WHAT IS NEEDED: For each line of the material below, give that line again word for word.

(AVAILABLE DATA begins)

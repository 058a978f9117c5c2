//! Rate limit manager, the entry point of both admission adapters.

use std::sync::Arc;

use config::{RateLimitConfig, RedisConfig, StorageConfig, Tier};
use telemetry::{
    KeyValue,
    metrics::{ADMISSION_DURATION, Recorder},
};

use crate::{
    classifier::{Classifier, Operation},
    context::ClientContext,
    engine::{ConsumptionEngine, LimiterPair, PairFactory},
    error::{RateLimitError, RateLimitExceeded},
    storage::{MemoryStore, RedisStore, StorageError, redis_pool},
    tier::{TierConfig, TierRegistry},
    verdict::{Admission, Verdict},
};

/// Classifies operations and admits them against their tier's quota.
pub struct RateLimitManager {
    enabled: bool,
    classifier: Classifier,
    engine: ConsumptionEngine,
}

impl RateLimitManager {
    /// Create a manager with the configured primary store.
    ///
    /// An unreachable Redis does not fail construction: it is reported and the
    /// fallback serves requests until the server answers.
    pub async fn new(config: &RateLimitConfig) -> Result<Self, RateLimitError> {
        let classifier = Classifier::from_config(&config.routes)?;
        let registry = TierRegistry::from_overrides(&config.tiers);

        let factory = match &config.storage {
            StorageConfig::Memory => memory_factory(),
            StorageConfig::Redis(redis_config) => redis_factory(redis_config).await?,
        };

        Ok(Self::with_engine(
            config.enabled,
            classifier,
            ConsumptionEngine::new(registry, factory),
        ))
    }

    /// Create a manager around an existing engine, for custom stores.
    pub fn with_engine(enabled: bool, classifier: Classifier, engine: ConsumptionEngine) -> Self {
        Self {
            enabled,
            classifier,
            engine,
        }
    }

    /// Whether operations are counted at all.
    pub fn is_enabled(&self) -> bool {
        self.enabled
    }

    /// Tier of an operation.
    pub fn classify(&self, operation: &Operation<'_>) -> Tier {
        self.classifier.classify(operation)
    }

    /// The classification rules in use.
    pub fn classifier(&self) -> &Classifier {
        &self.classifier
    }

    /// The quotas in use.
    pub fn registry(&self) -> &TierRegistry {
        self.engine.registry()
    }

    /// Consume one point of `tier` for the caller described by `context`.
    pub async fn check(&self, tier: Tier, context: &ClientContext) -> Verdict {
        if !self.enabled {
            return Verdict::Allowed(Admission::unlimited(tier, self.registry().get(tier).points));
        }

        let recorder = Recorder::start(ADMISSION_DURATION, [KeyValue::new("tier", tier.as_str())]);

        let verdict = self.engine.consume(tier, &context.key()).await;

        let outcome = match &verdict {
            Verdict::Allowed(_) => "allowed",
            Verdict::Denied(_) => "denied",
            Verdict::InternalFailure { .. } => "failed_closed",
        };

        recorder.finish(outcome);

        verdict
    }

    /// Classify `operation`, then consume one point of its tier.
    pub async fn check_operation(&self, operation: &Operation<'_>, context: &ClientContext) -> (Tier, Verdict) {
        let tier = self.classify(operation);
        let verdict = self.check(tier, context).await;

        (tier, verdict)
    }

    /// Admit an operation of `tier` for the caller of the current request.
    ///
    /// Outside of a request the caller is anonymous at an unknown address.
    pub async fn admit(&self, tier: Tier) -> Result<Admission, RateLimitExceeded> {
        self.admit_as(tier, &ClientContext::current()).await
    }

    /// Admit an operation of `tier` for an explicit caller.
    pub async fn admit_as(&self, tier: Tier, context: &ClientContext) -> Result<Admission, RateLimitExceeded> {
        self.check(tier, context).await.into_result()
    }
}

fn memory_factory() -> PairFactory {
    log::warn!("Rate limits use process memory as primary store, quotas are not shared between instances");

    Box::new(|config: &TierConfig| LimiterPair {
        primary: Arc::new(MemoryStore::new(config)),
        fallback: Arc::new(MemoryStore::new(config)),
    })
}

async fn redis_factory(config: &RedisConfig) -> Result<PairFactory, RateLimitError> {
    let pool = redis_pool::create_pool(config)
        .map_err(|e| StorageError::Connection(format!("Failed to create Redis pool: {e}")))?;

    match tokio::time::timeout(config.response_timeout, pool.get()).await {
        Ok(Ok(_)) => log::debug!("Connected to Redis for rate limiting"),
        Ok(Err(e)) => log::warn!("Redis is not reachable, falling back to process memory until it is: {e}"),
        Err(_) => log::warn!(
            "Redis did not answer within {:?}, falling back to process memory until it does",
            config.response_timeout
        ),
    }

    let global_prefix = config.key_prefix.clone();
    let response_timeout = config.response_timeout;
    let retry = config.retry.clone();

    Ok(Box::new(move |tier_config: &TierConfig| LimiterPair {
        primary: Arc::new(RedisStore::new(
            pool.clone(),
            &global_prefix,
            tier_config,
            response_timeout,
            retry.clone(),
        )),
        fallback: Arc::new(MemoryStore::new(tier_config)),
    }))
}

(AVAILABLE DATA ends)

RESPONSE TO THE EXERCISE:
repository 058a978f9117c5c2
//! Rate limit manager, the entry point of both admission adapters.

use std::sync::Arc;

use config::{RateLimitConfig, RedisConfig, StorageConfig, Tier};
use telemetry::{
    KeyValue,
    metrics::{ADMISSION_DURATION, Recorder},
};

use crate::{
    classifier::{Classifier, Operation},
    context::ClientContext,
    engine::{ConsumptionEngine, LimiterPair, PairFactory},
    error::{RateLimitError, RateLimitExceeded},
    storage::{MemoryStore, RedisStore, StorageError, redis_pool},
    tier::{TierConfig, TierRegistry},
    verdict::{Admission, Verdict},
};

/// Classifies operations and admits them against their tier's quota.
pub struct RateLimitManager {
    enabled: bool,
    classifier: Classifier,
    engine: ConsumptionEngine,
}

impl RateLimitManager {
    /// Create a manager with the configured primary store.
    ///
    /// An unreachable Redis does not fail construction: it is reported and the
    /// fallback serves requests until the server answers.
    pub async fn new(config: &RateLimitConfig) -> Result<Self, RateLimitError> {
        let classifier = Classifier::from_config(&config.routes)?;
        let registry = TierRegistry::from_overrides(&config.tiers);

        let factory = match &config.storage {
            StorageConfig::Memory => memory_factory(),
            StorageConfig::Redis(redis_config) => redis_factory(redis_config).await?,
        };

        Ok(Self::with_engine(
            config.enabled,
            classifier,
            ConsumptionEngine::new(registry, factory),
        ))
    }

    /// Create a manager around an existing engine, for custom stores.
    pub fn with_engine(enabled: bool, classifier: Classifier, engine: ConsumptionEngine) -> Self {
        Self {
            enabled,
            classifier,
            engine,
        }
    }

    /// Whether operations are counted at all.
    pub fn is_enabled(&self) -> bool {
        self.enabled
    }

    /// Tier of an operation.
    pub fn classify(&self, operation: &Operation<'_>) -> Tier {
        self.classifier.classify(operation)
    }

    /// The classification rules in use.
    pub fn classifier(&self) -> &Classifier {
        &self.classifier
    }

    /// The quotas in use.
    pub fn registry(&self) -> &TierRegistry {
        self.engine.registry()
    }

    /// Consume one point of `tier` for the caller described by `context`.
    pub async fn check(&self, tier: Tier, context: &ClientContext) -> Verdict {
        if !self.enabled {
            return Verdict::Allowed(Admission::unlimited(tier, self.registry().get(tier).points));
        }

        let recorder = Recorder::start(ADMISSION_DURATION, [KeyValue::new("tier", tier.as_str())]);

        let verdict = self.engine.consume(tier, &context.key()).await;

        let outcome = match &verdict {
            Verdict::Allowed(_) => "allowed",
            Verdict::Denied(_) => "denied",
            Verdict::InternalFailure { .. } => "failed_closed",
        };

        recorder.finish(outcome);

        verdict
    }

    /// Classify `operation`, then consume one point of its tier.
    pub async fn check_operation(&self, operation: &Operation<'_>, context: &ClientContext) -> (Tier, Verdict) {
        let tier = self.classify(operation);
        let verdict = self.check(tier, context).await;

        (tier, verdict)
    }

    /// Admit an operation of `tier` for the caller of the current request.
    ///
    /// Outside of a request the caller is anonymous at an unknown address.
    pub async fn admit(&self, tier: Tier) -> Result<Admission, RateLimitExceeded> {
        self.admit_as(tier, &ClientContext::current()).await
    }

    /// Admit an operation of `tier` for an explicit caller.
    pub async fn admit_as(&self, tier: Tier, context: &ClientContext) -> Result<Admission, RateLimitExceeded> {
        self.check(tier, context).await.into_result()
    }
}

fn memory_factory() -> PairFactory {
    log::warn!("Rate limits use process memory as primary store, quotas are not shared between instances");

    Box::new(|config: &TierConfig| LimiterPair {
        primary: Arc::new(MemoryStore::new(config)),
        fallback: Arc::new(MemoryStore::new(config)),
    })
}

async fn redis_factory(config: &RedisConfig) -> Result<PairFactory, RateLimitError> {
    let pool = redis_pool::create_pool(config)
        .map_err(|e| StorageError::Connection(format!("Failed to create Redis pool: {e}")))?;

    match tokio::time::timeout(config.response_timeout, pool.get()).await {
        Ok(Ok(_)) => log::debug!("Connected to Redis for rate limiting"),
        Ok(Err(e)) => log::warn!("Redis is not reachable, falling back to process memory until it is: {e}"),
        Err(_) => log::warn!(
            "Redis did not answer within {:?}, falling back to process memory until it does",
            config.response_timeout
        ),
    }

    let global_prefix = config.key_prefix.clone();
    let response_timeout = config.response_timeout;
    let retry = config.retry.clone();

    Ok(Box::new(move |tier_config: &TierConfig| LimiterPair {
        primary: Arc::new(RedisStore::new(
            pool.clone(),
            &global_prefix,
            tier_config,
            response_timeout,
            retry.clone(),
        )),
        fallback: Arc::new(MemoryStore::new(tier_config)),
    }))
}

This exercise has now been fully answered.